I think that was one of my favorite stories. I also really liked "Money as a Weapons System," about the foreign service officer trying to get a water treatment plant up, while pooh poohing the other options of a women's health clinic and the ever popular bee-keeping-for-widows option, and out of left field, is given a mission to teach Iraqis baseball. I think this was the one reviewers were calling Joseph Heller-y.

So that's me, but the truth is, it was hard to participate in our book club conversation because I hadn't finished the collection by discussion time. This happened once before, and I was chided aggressively, but that person is no longer attending, and I happened to be meeting with an understanding bunch, plus I'd done my regular research of finding reviews and interviews and profiles we could draw from. But it's still a wee bit embarrassing.
We already knew that at least one attendee did not like the book at all, as she'd read it the previous month and came to the discussion prepared to discuss it. I suppose that is the one drawback. One interesting thing to note is that several folks mentioned they were confused that the stories were not really connected. It took about three to four stories before they realized that it was not going be the same character or company; this was a traditional connection of unrelated tale, except of course they were connected setting and theme. But we are so used to so many collections being almost fragmented novels, and we've even discussed connected stories and novellas being marketed as novels, that there was a bit of surprise that this lauded and popular collection was just that, a collection.

To me, having finally finished the book, there really is a through line--focus on the characters and their immediate actions. There's very little description, very little bigger picture (something that's really out of bounds for Klay's narrators), and always from one perspective. Yes, it would have been fascinating to get inside the head of The Professor of "Money as a Weapon Systems," but I think that probably would have been a fail, and Klay made the right choice to understand him second hand. I am pretty sure that every story is a first person narrative, and while it might have given the collection more range to vary the story structures, I actually think it does bring the collection cohesion. I was curious whether Klay left out or adjusted some of his war-related stories (you've got to figure he's writing about other things too) when they didn't have that personal narrative format.

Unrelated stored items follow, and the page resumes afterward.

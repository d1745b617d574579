use std::net::SocketAddr;
use std::path::PathBuf;
use std::sync::Arc;

use anyhow::{bail, Context, Result};
use clap::{Parser, Subcommand, ValueEnum};
use exhibilo_site::content::category_title;
use exhibilo_site::{
    find_project, project_link, projects_in_category, relay, ContactClient, ContactForm,
    ContentClient, LogTransport, MailTransport, RelayState, SendmailTransport, SiteConfig,
};
use tracing::info;
use tracing_subscriber::EnvFilter;

#[derive(Parser, Debug)]
#[command(name = "exhibilo-site", version, about = "Exhibilo contact relay and content tools")]
struct Cli {
    /// TOML config file
    #[arg(long, global = true, env = "EXHIBILO_SITE_CONFIG")]
    config: Option<PathBuf>,

    /// Content backend base URL; enables the backend
    #[arg(long, global = true, env = "EXHIBILO_BACKEND_URL")]
    backend_url: Option<String>,

    #[command(subcommand)]
    command: Command,
}

#[derive(Subcommand, Debug)]
enum Command {
    /// Run the contact relay
    Serve {
        #[arg(long)]
        bind: Option<SocketAddr>,

        /// Log messages instead of handing them to sendmail
        #[arg(long)]
        dry_run: bool,
    },
    /// Print a content section as JSON
    Content {
        #[arg(value_enum)]
        section: Section,

        /// Only projects in this category slug (`todos` for all)
        #[arg(long)]
        category: Option<String>,

        /// Only the project with this id
        #[arg(long)]
        id: Option<String>,
    },
    /// Submit the contact form to the backend
    Contact {
        #[arg(long)]
        name: String,
        #[arg(long)]
        company: String,
        #[arg(long)]
        email: String,
        #[arg(long, default_value = "")]
        phone: String,
        #[arg(long)]
        industry: String,
        #[arg(long)]
        message: String,
    },
}

#[derive(ValueEnum, Clone, Copy, Debug)]
enum Section {
    Services,
    Projects,
    Testimonials,
}

#[tokio::main]
async fn main() -> Result<()> {
    tracing_subscriber::fmt()
        .with_env_filter(EnvFilter::try_from_default_env().unwrap_or_else(|_| EnvFilter::new("info")))
        .init();

    let cli = Cli::parse();
    let mut config = SiteConfig::load(cli.config.as_deref())?;
    if let Some(url) = cli.backend_url {
        config.backend_url = Some(url);
        config.use_backend = true;
    }

    match cli.command {
        Command::Serve { bind, dry_run } => {
            let addr = bind.unwrap_or(config.bind);
            let transport: Arc<dyn MailTransport> = if dry_run {
                Arc::new(LogTransport)
            } else {
                Arc::new(SendmailTransport::new(config.mail.sendmail.clone()))
            };
            let origins = config.origin_headers()?;
            info!(origins = ?config.allowed_origins, dry_run, "starting contact relay");

            let app = relay::router(RelayState::new(transport, config.mail), origins);
            relay::serve(addr, app)
                .await
                .with_context(|| format!("contact relay on {addr} failed"))?;
        }
        Command::Content {
            section,
            category,
            id,
        } => {
            let client = ContentClient::new(config.backend_url, config.use_backend);
            let json = match section {
                Section::Services => serde_json::to_string_pretty(&client.services().await)?,
                Section::Testimonials => {
                    serde_json::to_string_pretty(&client.testimonials().await)?
                }
                Section::Projects => {
                    let projects = client.projects().await;
                    if let Some(id) = id {
                        let project = find_project(&projects, &id)
                            .with_context(|| format!("no project with id {id}"))?;
                        info!(link = %project_link(project), "project page");
                        serde_json::to_string_pretty(project)?
                    } else if let Some(slug) = category {
                        info!(title = %category_title(&projects, &slug), "category");
                        serde_json::to_string_pretty(&projects_in_category(&projects, &slug))?
                    } else {
                        serde_json::to_string_pretty(&projects)?
                    }
                }
            };
            println!("{json}");
        }
        Command::Contact {
            name,
            company,
            email,
            phone,
            industry,
            message,
        } => {
            let form = ContactForm {
                name,
                company,
                email,
                phone,
                industry,
                message,
            };
            let missing = form.missing_fields();
            if !missing.is_empty() {
                bail!("missing required fields: {}", missing.join(", "));
            }
            let Some(base) = config.backend_url.as_deref() else {
                bail!("no backend configured: set backend_url or pass --backend-url");
            };

            let outcome = ContactClient::new(base).submit(&form).await;
            if !outcome.success {
                bail!("contact submission failed: {}", outcome.message);
            }
            println!("{}", outcome.message);
        }
    }
    Ok(())
}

As A. read the book, she kept thinking, "these guys are so young, while more than one time reading the stories, L thought, "are these people sane?"And C.'s perspective? "I felt despair; war is a tragedy."
We had some discussion about Klay's job in the military and why he didn't write a story from his own perspective as a public relations officer. In retrospect, I think he did this to keep a little distance from himself and the characters in the book. There was some talk about whether any of these stories could become a novel, and which character probably was most from Klay's perspective, but he always tried to give each character a twist so they were a bit like Klay, but also absolutlely not like him. I suppose that's the sort of thing authors have to do so their relatives don't complain that they were unfairly portrayed in a book.

And here's an interview with Klay by Matt Gallagher in the Paris Review. Klay talks about "the disconnect between the military and civilian America" which comes to the fore in his own homecoming. I thought it was a very good discussion and might have been even better had I finished the book on time. But in my opionion, how you can you not be part on top of our book culture and not have read Redeployment? By this logic, does this mean I have to read The Goldfinch? I think there's an exception for books longer than 800 pages. Speaking of long books...
Oh, and just because we know it already, the August discussion book is Elena Ferrante's My Brilliant Friend, not because it's new, not because we're having the author, but just because everyone has been telling me I should read it and this is the only way it's going to get done.